■ What is required ■
Filter the material below so that only lines containing "DatabaseControl" remain.

■ Material for the task ■

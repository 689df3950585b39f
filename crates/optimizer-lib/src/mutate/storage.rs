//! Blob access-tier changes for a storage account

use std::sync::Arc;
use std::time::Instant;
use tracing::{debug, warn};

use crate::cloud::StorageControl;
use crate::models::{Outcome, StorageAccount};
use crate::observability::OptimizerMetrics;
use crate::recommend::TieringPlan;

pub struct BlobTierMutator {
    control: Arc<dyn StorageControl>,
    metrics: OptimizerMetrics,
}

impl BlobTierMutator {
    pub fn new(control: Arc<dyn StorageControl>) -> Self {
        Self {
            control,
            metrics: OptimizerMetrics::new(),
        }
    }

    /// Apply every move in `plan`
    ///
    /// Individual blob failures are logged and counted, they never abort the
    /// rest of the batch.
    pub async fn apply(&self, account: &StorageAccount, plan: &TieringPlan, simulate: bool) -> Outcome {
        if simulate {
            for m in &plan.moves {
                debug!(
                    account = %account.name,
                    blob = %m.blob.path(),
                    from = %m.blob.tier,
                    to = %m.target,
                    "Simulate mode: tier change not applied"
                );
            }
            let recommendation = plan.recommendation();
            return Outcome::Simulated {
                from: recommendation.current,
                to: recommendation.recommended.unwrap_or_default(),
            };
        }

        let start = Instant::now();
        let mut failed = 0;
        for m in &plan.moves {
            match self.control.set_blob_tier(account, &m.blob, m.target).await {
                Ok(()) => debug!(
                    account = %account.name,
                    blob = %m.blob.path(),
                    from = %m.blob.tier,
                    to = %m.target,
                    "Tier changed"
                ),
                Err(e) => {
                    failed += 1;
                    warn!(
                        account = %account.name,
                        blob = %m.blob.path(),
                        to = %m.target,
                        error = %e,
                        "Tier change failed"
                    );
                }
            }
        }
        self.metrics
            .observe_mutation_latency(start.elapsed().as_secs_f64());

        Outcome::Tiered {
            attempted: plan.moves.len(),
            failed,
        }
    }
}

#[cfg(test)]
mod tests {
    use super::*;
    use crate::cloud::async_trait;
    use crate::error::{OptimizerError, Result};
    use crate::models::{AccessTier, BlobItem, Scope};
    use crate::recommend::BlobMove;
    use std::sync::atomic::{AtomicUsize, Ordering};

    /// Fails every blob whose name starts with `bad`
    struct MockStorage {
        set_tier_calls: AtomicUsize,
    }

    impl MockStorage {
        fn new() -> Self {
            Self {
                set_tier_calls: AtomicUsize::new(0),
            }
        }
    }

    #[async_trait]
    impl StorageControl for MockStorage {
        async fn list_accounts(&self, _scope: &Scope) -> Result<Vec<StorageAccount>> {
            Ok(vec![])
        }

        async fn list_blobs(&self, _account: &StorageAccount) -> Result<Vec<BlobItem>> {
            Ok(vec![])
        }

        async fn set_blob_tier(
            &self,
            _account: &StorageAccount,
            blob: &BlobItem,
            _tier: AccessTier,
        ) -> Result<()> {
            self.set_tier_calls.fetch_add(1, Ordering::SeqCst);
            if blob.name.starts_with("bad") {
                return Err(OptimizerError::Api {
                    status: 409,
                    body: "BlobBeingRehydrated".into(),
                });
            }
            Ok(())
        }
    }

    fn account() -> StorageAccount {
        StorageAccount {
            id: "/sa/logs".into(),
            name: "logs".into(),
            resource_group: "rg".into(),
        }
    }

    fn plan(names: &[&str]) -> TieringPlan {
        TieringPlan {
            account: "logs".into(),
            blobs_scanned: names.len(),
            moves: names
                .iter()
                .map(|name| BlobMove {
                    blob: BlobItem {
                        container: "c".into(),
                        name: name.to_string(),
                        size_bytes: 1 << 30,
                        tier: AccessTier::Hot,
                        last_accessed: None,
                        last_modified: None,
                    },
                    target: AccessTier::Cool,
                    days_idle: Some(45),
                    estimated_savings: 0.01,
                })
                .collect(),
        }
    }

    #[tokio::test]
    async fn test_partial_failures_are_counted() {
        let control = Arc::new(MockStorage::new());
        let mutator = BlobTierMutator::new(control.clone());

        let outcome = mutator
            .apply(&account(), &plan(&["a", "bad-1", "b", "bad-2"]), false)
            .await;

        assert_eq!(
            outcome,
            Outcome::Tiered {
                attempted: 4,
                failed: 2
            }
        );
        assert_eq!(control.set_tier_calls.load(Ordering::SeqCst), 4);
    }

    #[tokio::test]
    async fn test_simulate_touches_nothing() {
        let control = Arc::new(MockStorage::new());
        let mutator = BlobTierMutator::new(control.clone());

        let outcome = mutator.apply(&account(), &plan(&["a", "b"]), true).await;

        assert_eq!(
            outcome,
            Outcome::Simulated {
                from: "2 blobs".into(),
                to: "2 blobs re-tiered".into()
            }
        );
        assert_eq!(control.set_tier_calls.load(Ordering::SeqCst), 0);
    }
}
---
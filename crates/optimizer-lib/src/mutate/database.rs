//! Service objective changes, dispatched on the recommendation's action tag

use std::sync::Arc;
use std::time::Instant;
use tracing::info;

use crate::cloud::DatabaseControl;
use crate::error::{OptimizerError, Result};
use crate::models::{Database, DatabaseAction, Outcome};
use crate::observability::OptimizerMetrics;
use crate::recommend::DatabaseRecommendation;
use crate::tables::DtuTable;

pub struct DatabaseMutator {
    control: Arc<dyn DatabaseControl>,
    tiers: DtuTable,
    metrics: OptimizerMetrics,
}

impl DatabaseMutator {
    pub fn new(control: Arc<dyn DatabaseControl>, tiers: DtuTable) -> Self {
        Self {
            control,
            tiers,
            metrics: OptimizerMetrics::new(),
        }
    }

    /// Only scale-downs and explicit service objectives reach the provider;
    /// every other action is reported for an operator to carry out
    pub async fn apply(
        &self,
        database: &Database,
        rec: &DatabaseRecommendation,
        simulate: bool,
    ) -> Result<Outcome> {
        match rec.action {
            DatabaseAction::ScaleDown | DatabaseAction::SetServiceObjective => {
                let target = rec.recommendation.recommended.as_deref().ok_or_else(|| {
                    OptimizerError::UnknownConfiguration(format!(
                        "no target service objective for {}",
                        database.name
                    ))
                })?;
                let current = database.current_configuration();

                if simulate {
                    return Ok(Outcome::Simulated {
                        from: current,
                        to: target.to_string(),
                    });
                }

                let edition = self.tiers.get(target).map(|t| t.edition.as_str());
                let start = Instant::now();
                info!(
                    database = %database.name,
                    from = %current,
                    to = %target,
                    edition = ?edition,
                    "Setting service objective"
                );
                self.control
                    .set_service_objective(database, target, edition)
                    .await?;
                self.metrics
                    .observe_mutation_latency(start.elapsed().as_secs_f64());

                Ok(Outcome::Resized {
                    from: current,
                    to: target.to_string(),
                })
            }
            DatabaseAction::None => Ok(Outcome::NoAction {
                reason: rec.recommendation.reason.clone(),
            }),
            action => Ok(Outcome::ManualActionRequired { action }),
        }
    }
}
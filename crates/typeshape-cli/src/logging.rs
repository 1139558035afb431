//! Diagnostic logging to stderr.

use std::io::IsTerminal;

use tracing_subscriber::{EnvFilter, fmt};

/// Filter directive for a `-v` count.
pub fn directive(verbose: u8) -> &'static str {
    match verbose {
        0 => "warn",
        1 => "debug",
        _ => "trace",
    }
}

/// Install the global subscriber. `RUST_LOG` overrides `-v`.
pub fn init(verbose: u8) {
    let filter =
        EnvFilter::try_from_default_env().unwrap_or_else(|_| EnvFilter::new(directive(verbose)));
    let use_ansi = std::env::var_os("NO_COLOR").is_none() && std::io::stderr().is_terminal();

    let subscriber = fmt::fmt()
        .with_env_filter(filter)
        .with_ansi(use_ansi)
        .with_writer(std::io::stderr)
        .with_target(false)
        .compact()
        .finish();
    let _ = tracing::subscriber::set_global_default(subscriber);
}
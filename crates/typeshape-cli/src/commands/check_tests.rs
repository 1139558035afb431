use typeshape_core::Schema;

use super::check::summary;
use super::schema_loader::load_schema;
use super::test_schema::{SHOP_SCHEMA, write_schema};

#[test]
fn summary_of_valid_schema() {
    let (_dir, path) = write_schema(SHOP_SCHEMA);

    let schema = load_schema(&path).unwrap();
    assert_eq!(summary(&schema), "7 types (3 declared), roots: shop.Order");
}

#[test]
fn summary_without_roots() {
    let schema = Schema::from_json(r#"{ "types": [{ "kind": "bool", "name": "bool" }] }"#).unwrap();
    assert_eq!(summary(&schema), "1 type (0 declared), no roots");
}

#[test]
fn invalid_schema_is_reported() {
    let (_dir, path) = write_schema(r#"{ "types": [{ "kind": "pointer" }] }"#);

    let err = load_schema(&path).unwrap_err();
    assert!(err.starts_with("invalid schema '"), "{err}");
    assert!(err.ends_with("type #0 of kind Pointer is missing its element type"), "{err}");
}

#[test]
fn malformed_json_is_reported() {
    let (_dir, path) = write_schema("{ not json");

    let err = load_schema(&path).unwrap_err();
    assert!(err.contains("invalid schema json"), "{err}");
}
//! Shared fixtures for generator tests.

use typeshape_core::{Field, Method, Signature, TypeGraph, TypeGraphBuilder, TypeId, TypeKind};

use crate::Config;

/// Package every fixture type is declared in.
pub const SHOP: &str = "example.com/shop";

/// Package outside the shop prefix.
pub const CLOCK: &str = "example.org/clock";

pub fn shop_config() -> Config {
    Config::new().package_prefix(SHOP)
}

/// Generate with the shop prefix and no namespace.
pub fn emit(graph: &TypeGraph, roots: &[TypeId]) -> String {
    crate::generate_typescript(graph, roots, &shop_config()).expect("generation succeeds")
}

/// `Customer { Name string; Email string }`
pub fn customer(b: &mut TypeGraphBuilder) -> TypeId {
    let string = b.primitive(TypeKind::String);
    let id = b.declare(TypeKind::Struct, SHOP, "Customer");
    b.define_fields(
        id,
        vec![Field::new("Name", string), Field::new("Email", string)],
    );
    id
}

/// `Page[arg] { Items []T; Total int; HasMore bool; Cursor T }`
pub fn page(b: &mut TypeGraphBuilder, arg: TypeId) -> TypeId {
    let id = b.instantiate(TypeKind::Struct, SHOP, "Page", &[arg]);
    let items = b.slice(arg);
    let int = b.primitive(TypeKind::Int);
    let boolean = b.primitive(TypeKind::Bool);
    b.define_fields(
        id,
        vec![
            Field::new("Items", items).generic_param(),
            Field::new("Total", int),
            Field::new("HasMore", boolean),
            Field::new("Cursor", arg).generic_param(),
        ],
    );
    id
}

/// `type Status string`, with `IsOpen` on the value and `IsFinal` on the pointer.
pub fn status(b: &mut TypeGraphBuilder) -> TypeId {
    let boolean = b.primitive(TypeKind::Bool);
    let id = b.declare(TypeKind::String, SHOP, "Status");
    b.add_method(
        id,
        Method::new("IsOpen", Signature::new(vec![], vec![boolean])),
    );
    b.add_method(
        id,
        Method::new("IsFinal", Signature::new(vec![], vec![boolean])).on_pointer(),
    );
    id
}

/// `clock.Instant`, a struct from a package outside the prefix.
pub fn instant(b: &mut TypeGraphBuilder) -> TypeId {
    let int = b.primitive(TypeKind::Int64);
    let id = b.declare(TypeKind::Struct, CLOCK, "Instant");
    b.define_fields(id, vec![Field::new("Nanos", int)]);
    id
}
---
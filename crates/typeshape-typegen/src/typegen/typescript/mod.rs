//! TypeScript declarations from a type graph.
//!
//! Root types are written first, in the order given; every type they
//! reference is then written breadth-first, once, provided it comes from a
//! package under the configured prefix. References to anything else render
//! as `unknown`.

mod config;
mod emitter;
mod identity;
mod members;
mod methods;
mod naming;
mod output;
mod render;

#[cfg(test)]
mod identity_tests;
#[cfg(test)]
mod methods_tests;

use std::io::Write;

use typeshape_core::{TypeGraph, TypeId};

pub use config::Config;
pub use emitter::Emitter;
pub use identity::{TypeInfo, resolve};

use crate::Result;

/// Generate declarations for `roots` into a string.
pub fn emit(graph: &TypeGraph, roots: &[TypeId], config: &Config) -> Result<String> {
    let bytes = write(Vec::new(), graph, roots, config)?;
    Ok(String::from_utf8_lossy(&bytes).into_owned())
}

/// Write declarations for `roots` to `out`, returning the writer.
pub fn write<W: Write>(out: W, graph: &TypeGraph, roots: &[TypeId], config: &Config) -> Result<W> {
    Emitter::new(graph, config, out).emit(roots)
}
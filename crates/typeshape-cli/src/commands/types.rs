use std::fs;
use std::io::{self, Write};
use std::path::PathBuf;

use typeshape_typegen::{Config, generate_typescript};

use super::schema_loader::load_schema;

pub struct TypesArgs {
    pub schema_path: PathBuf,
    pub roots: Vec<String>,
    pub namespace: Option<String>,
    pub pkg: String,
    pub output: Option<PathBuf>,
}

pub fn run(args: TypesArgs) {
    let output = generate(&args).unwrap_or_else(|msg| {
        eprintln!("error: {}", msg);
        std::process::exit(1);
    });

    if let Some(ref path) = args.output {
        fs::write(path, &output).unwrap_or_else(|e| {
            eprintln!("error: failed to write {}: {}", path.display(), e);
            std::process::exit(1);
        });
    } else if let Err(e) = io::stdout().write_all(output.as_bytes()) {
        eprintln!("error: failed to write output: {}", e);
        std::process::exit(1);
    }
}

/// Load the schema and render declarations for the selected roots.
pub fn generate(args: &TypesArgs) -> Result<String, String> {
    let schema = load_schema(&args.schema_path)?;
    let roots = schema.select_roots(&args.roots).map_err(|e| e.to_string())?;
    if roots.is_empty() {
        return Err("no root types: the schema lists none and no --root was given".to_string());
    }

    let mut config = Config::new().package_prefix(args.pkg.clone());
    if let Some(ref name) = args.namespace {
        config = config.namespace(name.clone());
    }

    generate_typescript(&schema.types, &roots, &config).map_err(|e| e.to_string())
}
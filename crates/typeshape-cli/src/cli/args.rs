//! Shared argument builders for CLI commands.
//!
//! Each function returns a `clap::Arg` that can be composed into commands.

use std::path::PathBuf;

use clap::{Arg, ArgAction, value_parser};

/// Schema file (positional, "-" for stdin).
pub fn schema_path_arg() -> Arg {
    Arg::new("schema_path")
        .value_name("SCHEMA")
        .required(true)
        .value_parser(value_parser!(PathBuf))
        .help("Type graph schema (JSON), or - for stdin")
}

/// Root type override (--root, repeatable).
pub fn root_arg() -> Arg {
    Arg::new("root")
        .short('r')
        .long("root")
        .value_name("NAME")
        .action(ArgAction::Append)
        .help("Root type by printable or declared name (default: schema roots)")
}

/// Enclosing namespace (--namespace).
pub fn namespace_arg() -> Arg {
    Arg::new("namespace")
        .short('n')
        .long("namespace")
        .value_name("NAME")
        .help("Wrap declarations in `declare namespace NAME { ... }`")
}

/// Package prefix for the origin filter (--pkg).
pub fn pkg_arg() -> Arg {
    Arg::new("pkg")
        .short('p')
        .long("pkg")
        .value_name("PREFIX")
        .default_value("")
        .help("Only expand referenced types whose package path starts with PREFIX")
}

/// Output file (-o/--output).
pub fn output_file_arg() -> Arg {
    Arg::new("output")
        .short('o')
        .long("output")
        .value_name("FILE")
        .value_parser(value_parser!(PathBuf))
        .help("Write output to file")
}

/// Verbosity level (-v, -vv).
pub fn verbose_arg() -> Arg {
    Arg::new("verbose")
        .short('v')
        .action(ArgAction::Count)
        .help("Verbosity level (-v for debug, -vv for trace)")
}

■ Answer section ■
use crate::cloud::DatabaseControl;
    control: Arc<dyn DatabaseControl>,
    pub fn new(control: Arc<dyn DatabaseControl>, tiers: DtuTable) -> Self {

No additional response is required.